CCAAT/enhancer-binding proteins (C/EBPs) upregulate transcription of various inflammatory cytokines and acute phase proteins, such as interleukin (IL)-1β, IL-6, tumor necrosis factor-α, and cyclooxygenase-2. Recent studies have demonstrated that peroxisome proliferator-activated receptor (PPAR)-γ is present in atherosclerotic lesions, and negatively regulates expression of these genes. Interestingly, PPAR-γ gene promoter has tandem repeats of C/EBP-binding motif, and C/EBP-δ plays a pivotal role in transactivation of PPAR-γ gene. It has been well known that the interaction between C/EBPs and PPAR-γ plays a central role in maintaining adipocyte differentiation and glucometabolism; however, the relationship between PPAR-γ and C/EBPs in the vessel wall remains unclear.
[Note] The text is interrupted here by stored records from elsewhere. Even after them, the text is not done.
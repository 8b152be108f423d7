/*
 * Copyright © 2024, United States Government, as represented by the Administrator of
 * the National Aeronautics and Space Administration. All rights reserved.
 *
 * The “ODIN” software is licensed under the Apache License, Version 2.0 (the "License");
 * you may not use this file except in compliance with the License. You may obtain a copy
 * of the License at http://www.apache.org/licenses/LICENSE-2.0.
 *
 * Unless required by applicable law or agreed to in writing, software distributed under
 * the License is distributed on an "AS IS" BASIS, WITHOUT WARRANTIES OR CONDITIONS OF ANY KIND,
 * either express or implied. See the License for the specific language governing permissions
 * and limitations under the License.
 */

//! the point observation data model.
//! An [`ObsCollection`] is an immutable, index addressed list of shared [`Observation`]s that all conform to the
//! same [`ObsSchema`]. Derived collections (binned, subset, merged, sequenced) are new containers that share the
//! `Arc<Observation>` of their source wherever the observation itself is not changed.

use std::{fmt, sync::Arc, collections::HashSet};
use chrono::{DateTime, Utc};
use serde::{Serialize,Deserialize};

use crate::errors::{Result, schema_error, argument_error};
use crate::geo::EarthLocation;
use crate::units::Unit;

/// the value we use for observations without a valid time
pub const MISSING_TIME: f64 = f64::NAN;

/// convert epoch seconds into a DateTime. Returns None for missing or out-of-range times
pub fn epoch_secs_to_datetime (t: f64)->Option<DateTime<Utc>> {
    if t.is_finite() {
        DateTime::<Utc>::from_timestamp_millis( (t * 1000.0).round() as i64)
    } else {
        None
    }
}

pub fn datetime_to_epoch_secs (dt: &DateTime<Utc>)->f64 {
    dt.timestamp_millis() as f64 / 1000.0
}

/* #region schema ***************************************************************************************/

#[derive(Debug,Clone,PartialEq,Serialize,Deserialize)]
pub enum FieldKind {
    Real(Unit),
    Text
}

#[derive(Debug,Clone,PartialEq,Serialize,Deserialize)]
pub struct FieldDef {
    pub name: String,
    pub kind: FieldKind
}

impl FieldDef {
    pub fn real (name: impl ToString, unit: Unit)->Self {
        FieldDef { name: name.to_string(), kind: FieldKind::Real(unit) }
    }

    pub fn text (name: impl ToString)->Self {
        FieldDef { name: name.to_string(), kind: FieldKind::Text }
    }

    pub fn is_real (&self)->bool { matches!( self.kind, FieldKind::Real(_)) }

    pub fn unit (&self)->Option<&Unit> {
        if let FieldKind::Real(unit) = &self.kind { Some(unit) } else { None }
    }
}

/// the ordered, fixed value tuple layout shared by all observations of a collection
#[derive(Debug,Clone,PartialEq,Serialize,Deserialize)]
pub struct ObsSchema {
    fields: Vec<FieldDef>
}

impl ObsSchema {
    pub fn new (fields: Vec<FieldDef>)->Result<Self> {
        let mut seen: HashSet<&str> = HashSet::with_capacity( fields.len());
        for f in &fields {
            if f.name.is_empty() { return Err( schema_error("empty field name")) }
            if !seen.insert( f.name.as_str()) {
                return Err( schema_error( format!("duplicate field name '{}'", f.name)))
            }
        }
        Ok( ObsSchema { fields } )
    }

    pub fn fields (&self)->&[FieldDef] { &self.fields }
    pub fn len (&self)->usize { self.fields.len() }
    pub fn is_empty (&self)->bool { self.fields.is_empty() }

    pub fn index_of (&self, name: &str)->Option<usize> {
        self.fields.iter().position( |f| f.name == name)
    }

    pub fn field (&self, name: &str)->Result<(usize,&FieldDef)> {
        self.index_of(name)
            .map( |i| (i, &self.fields[i]))
            .ok_or_else( || schema_error( format!("unknown field '{}'", name)))
    }

    /// look up a numeric field. Text fields are a schema error
    pub fn real_field (&self, name: &str)->Result<(usize,&Unit)> {
        let (i,fd) = self.field(name)?;
        match &fd.kind {
            FieldKind::Real(unit) => Ok( (i,unit) ),
            FieldKind::Text => Err( schema_error( format!("field '{}' is not numeric", name)))
        }
    }

    /// check shape and kinds of a value tuple
    pub fn validate (&self, values: &[FieldValue])->Result<()> {
        if values.len() != self.fields.len() {
            return Err( schema_error( format!("expected {} values, got {}", self.fields.len(), values.len())))
        }
        for (fd,v) in self.fields.iter().zip( values.iter()) {
            match (&fd.kind, v) {
                (FieldKind::Real(_), FieldValue::Real(_)) | (FieldKind::Text, FieldValue::Text(_)) => {}
                _ => return Err( schema_error( format!("value kind mismatch for field '{}'", fd.name)))
            }
        }
        Ok(())
    }

    /// a value tuple with all values missing
    pub fn missing_values (&self)->Vec<FieldValue> {
        self.fields.iter().map( |fd| match fd.kind {
            FieldKind::Real(_) => FieldValue::Real(f64::NAN),
            FieldKind::Text => FieldValue::Text(String::new())
        }).collect()
    }
}

/* #endregion schema */

/* #region observation **********************************************************************************/

#[derive(Debug,Clone,PartialEq,Serialize,Deserialize)]
pub enum FieldValue {
    Real(f64),
    Text(String)
}

impl FieldValue {
    pub fn as_real (&self)->Option<f64> {
        if let FieldValue::Real(v) = self { Some(*v) } else { None }
    }

    pub fn as_text (&self)->Option<&str> {
        if let FieldValue::Text(s) = self { Some(s.as_str()) } else { None }
    }
}

impl fmt::Display for FieldValue {
    fn fmt(&self, f: &mut fmt::Formatter<'_>) -> fmt::Result {
        match self {
            FieldValue::Real(v) => write!(f, "{}", v),
            FieldValue::Text(s) => write!(f, "{}", s)
        }
    }
}

/// a single point measurement: location + time (epoch seconds, NaN if missing) + value tuple
#[derive(Debug,Clone,PartialEq,Serialize,Deserialize)]
pub struct Observation {
    pub location: EarthLocation,
    pub time: f64,
    pub values: Vec<FieldValue>
}

impl Observation {
    pub fn new (location: EarthLocation, time: f64, values: Vec<FieldValue>)->Self {
        Observation { location, time, values }
    }

    /// the all-missing observation for a given schema
    pub fn missing (schema: &ObsSchema)->Self {
        Observation { location: EarthLocation::missing(), time: MISSING_TIME, values: schema.missing_values() }
    }

    pub fn has_time (&self)->bool { !self.time.is_nan() }

    pub fn is_missing (&self)->bool {
        self.location.is_missing() && !self.has_time() && self.values.iter().all( |v| match v {
            FieldValue::Real(x) => x.is_nan(),
            FieldValue::Text(s) => s.is_empty()
        })
    }

    pub fn date (&self)->Option<DateTime<Utc>> { epoch_secs_to_datetime( self.time) }

    /// a copy of this observation with a different time
    pub fn with_time (&self, time: f64)->Self {
        Observation { location: self.location, time, values: self.values.clone() }
    }
}

/// a value with its field name, used to establish and check schemas from raw input records
#[derive(Debug,Clone,PartialEq)]
pub struct NamedValue {
    pub name: String,
    pub value: FieldValue,
    pub unit: Option<Unit>
}

impl NamedValue {
    pub fn real (name: impl ToString, value: f64, unit: Unit)->Self {
        NamedValue { name: name.to_string(), value: FieldValue::Real(value), unit: Some(unit) }
    }

    pub fn text (name: impl ToString, value: impl ToString)->Self {
        NamedValue { name: name.to_string(), value: FieldValue::Text(value.to_string()), unit: None }
    }
}

/* #endregion observation */

/* #region collection ***********************************************************************************/

#[derive(Debug,Clone)]
pub struct ObsCollection {
    schema: Arc<ObsSchema>,
    obs: Vec<Arc<Observation>>
}

impl ObsCollection {
    /// create a collection from observations that are checked against the given schema
    pub fn new (schema: impl Into<Arc<ObsSchema>>, observations: Vec<Observation>)->Result<Self> {
        let schema = schema.into();
        let mut obs = Vec::with_capacity( observations.len());
        for o in observations {
            schema.validate( &o.values)?;
            obs.push( Arc::new(o));
        }
        Ok( ObsCollection { schema, obs } )
    }

    /// this does not validate - it is only used for observations that come out of validated collections
    pub(crate) fn from_shared (schema: Arc<ObsSchema>, obs: Vec<Arc<Observation>>)->Self {
        ObsCollection { schema, obs }
    }

    /// the singleton "no match" collection that has one all-missing observation
    pub fn sentinel (schema: Arc<ObsSchema>)->Self {
        let o = Observation::missing( &schema);
        ObsCollection { schema, obs: vec![ Arc::new(o) ] }
    }

    pub fn schema (&self)->&Arc<ObsSchema> { &self.schema }
    pub fn len (&self)->usize { self.obs.len() }
    pub fn is_empty (&self)->bool { self.obs.is_empty() }
    pub fn get (&self, idx: usize)->Option<&Arc<Observation>> { self.obs.get(idx) }
    pub fn observations (&self)->&[Arc<Observation>] { &self.obs }
    pub fn iter (&self)->impl Iterator<Item=&Arc<Observation>> { self.obs.iter() }

    pub fn is_sentinel (&self)->bool {
        self.obs.len() == 1 && self.obs[0].is_missing()
    }

    /// do both collections hold the very same observation objects in the same order
    pub fn shares_observations_with (&self, other: &ObsCollection)->bool {
        self.obs.len() == other.obs.len() && self.obs.iter().zip( other.obs.iter()).all( |(a,b)| Arc::ptr_eq(a,b))
    }

    pub fn times (&self)->Vec<f64> {
        self.obs.iter().map( |o| o.time).collect()
    }

    pub fn locations (&self)->Vec<EarthLocation> {
        self.obs.iter().map( |o| o.location).collect()
    }

    /// min/max of the non-missing observation times
    pub fn time_range (&self)->Option<(f64,f64)> {
        self.obs.iter().filter( |o| o.has_time()).fold( None, |acc, o| match acc {
            None => Some( (o.time, o.time) ),
            Some((t0,t1)) => Some( (t0.min(o.time), t1.max(o.time)) )
        })
    }

    /// all values of a numeric field, in the unit of the schema
    pub fn real_values (&self, name: &str)->Result<Vec<f64>> {
        let (idx,_) = self.schema.real_field(name)?;
        Ok( self.obs.iter().map( |o| o.values[idx].as_real().unwrap_or(f64::NAN)).collect() )
    }

    pub fn text_values (&self, name: &str)->Result<Vec<&str>> {
        let (idx,fd) = self.schema.field(name)?;
        if fd.is_real() { return Err( schema_error( format!("field '{}' is not text", name))) }
        Ok( self.obs.iter().map( |o| o.values[idx].as_text().unwrap_or("")).collect() )
    }

    /// project onto a sub-schema with the given field names (in the given order)
    pub fn select_fields (&self, names: &[&str])->Result<ObsCollection> {
        let mut idxs: Vec<usize> = Vec::with_capacity( names.len());
        let mut fields: Vec<FieldDef> = Vec::with_capacity( names.len());
        for name in names {
            let (i,fd) = self.schema.field(name)?;
            idxs.push(i);
            fields.push( fd.clone());
        }
        let schema = Arc::new( ObsSchema::new(fields)?);

        let obs = self.obs.iter().map( |o| {
            let values = idxs.iter().map( |i| o.values[*i].clone()).collect();
            Arc::new( Observation::new( o.location, o.time, values))
        }).collect();

        Ok( ObsCollection { schema, obs } )
    }
}

/// concatenate collections that share the same schema
pub fn merge (collections: &[ObsCollection])->Result<ObsCollection> {
    let first = collections.first().ok_or_else( || argument_error("no collections to merge"))?;

    let n: usize = collections.iter().map( |c| c.len()).sum();
    let mut obs: Vec<Arc<Observation>> = Vec::with_capacity(n);
    for c in collections {
        if *c.schema != *first.schema {
            return Err( schema_error("cannot merge collections with different schemas"))
        }
        obs.extend( c.obs.iter().cloned());
    }

    Ok( ObsCollection { schema: first.schema.clone(), obs } )
}

/// incrementally build a collection. If no schema is given the first observation added through
/// [`ObsCollectionBuilder::add_named`] establishes it
#[derive(Debug,Default)]
pub struct ObsCollectionBuilder {
    schema: Option<Arc<ObsSchema>>,
    obs: Vec<Arc<Observation>>
}

impl ObsCollectionBuilder {
    pub fn new ()->Self { Self::default() }

    pub fn with_schema (schema: impl Into<Arc<ObsSchema>>)->Self {
        ObsCollectionBuilder { schema: Some(schema.into()), obs: Vec::new() }
    }

    pub fn schema (&self)->Option<&Arc<ObsSchema>> { self.schema.as_ref() }
    pub fn len (&self)->usize { self.obs.len() }
    pub fn is_empty (&self)->bool { self.obs.is_empty() }

    /// add a positional value tuple. Requires a schema
    pub fn push (&mut self, obs: Observation)->Result<()> {
        let schema = self.schema.as_ref().ok_or_else( || schema_error("no schema established"))?;
        schema.validate( &obs.values)?;
        self.obs.push( Arc::new(obs));
        Ok(())
    }

    /// add an observation given as named values. Numeric values with a unit that differs from (but is convertible to)
    /// the schema unit are converted
    pub fn add_named (&mut self, location: EarthLocation, time: f64, named: Vec<NamedValue>)->Result<()> {
        let schema = match &self.schema {
            Some(schema) => schema.clone(),
            None => {
                let fields = named.iter().map( |nv| match &nv.value {
                    FieldValue::Real(_) => FieldDef::real( &nv.name, nv.unit.clone().unwrap_or_default()),
                    FieldValue::Text(_) => FieldDef::text( &nv.name)
                }).collect();
                let schema = Arc::new( ObsSchema::new( fields)?);
                self.schema = Some( schema.clone());
                schema
            }
        };

        if named.len() != schema.len() {
            return Err( schema_error( format!("expected {} values, got {}", schema.len(), named.len())))
        }

        let mut values: Vec<FieldValue> = Vec::with_capacity( named.len());
        for (fd,nv) in schema.fields().iter().zip( named.into_iter()) {
            if fd.name != nv.name {
                return Err( schema_error( format!("expected field '{}', got '{}'", fd.name, nv.name)))
            }
            let v = match (&fd.kind, nv.value) {
                (FieldKind::Real(unit), FieldValue::Real(x)) => {
                    match &nv.unit {
                        Some(u) if u != unit => FieldValue::Real( u.convert( x, unit)?),
                        _ => FieldValue::Real(x)
                    }
                }
                (FieldKind::Text, FieldValue::Text(s)) => FieldValue::Text(s),
                _ => return Err( schema_error( format!("value kind mismatch for field '{}'", fd.name)))
            };
            values.push(v);
        }

        self.obs.push( Arc::new( Observation::new( location, time, values)));
        Ok(())
    }

    pub fn build (self)->Result<ObsCollection> {
        let schema = self.schema.ok_or_else( || schema_error("no observations to establish schema"))?;
        Ok( ObsCollection { schema, obs: self.obs } )
    }
}

/* #endregion collection */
In the present study, we showed that a high level of C/EBP-δ expression induced by inflammation positively regulated transcription and protein expression of PPAR-γ in vascular smooth muscle cells (VSMCs). On the other hand, PPAR-γ ligands troglitazone, pioglitazone, and 15-deoxy-Δ^12,14-prostaglandin J₂ inhibited IL-1β-induced IL-6 expression at a transcriptional revel in VSMCs. Functional promoter analysis revealed that PPAR-γ ligands inhibited IL-1β-induced transactivation of IL-6 gene via suppression of not only nuclear factor-κB but also C/EBP-DNA binding. Moreover, PPAR-γ ligands suppressed protein expression and transcription of C/EBP-δ through dephosphorylation of signal transducer and activator of transcription 3. These findings strongly suggest that C/EBP-δ is negatively autoregulated via transactivation of PPAR-γ. This feedback mechanism probably downregulates transcription of inflammatory cytokines and acute phase proteins, and modulates inflammatory responses in the early process of atherosclerosis.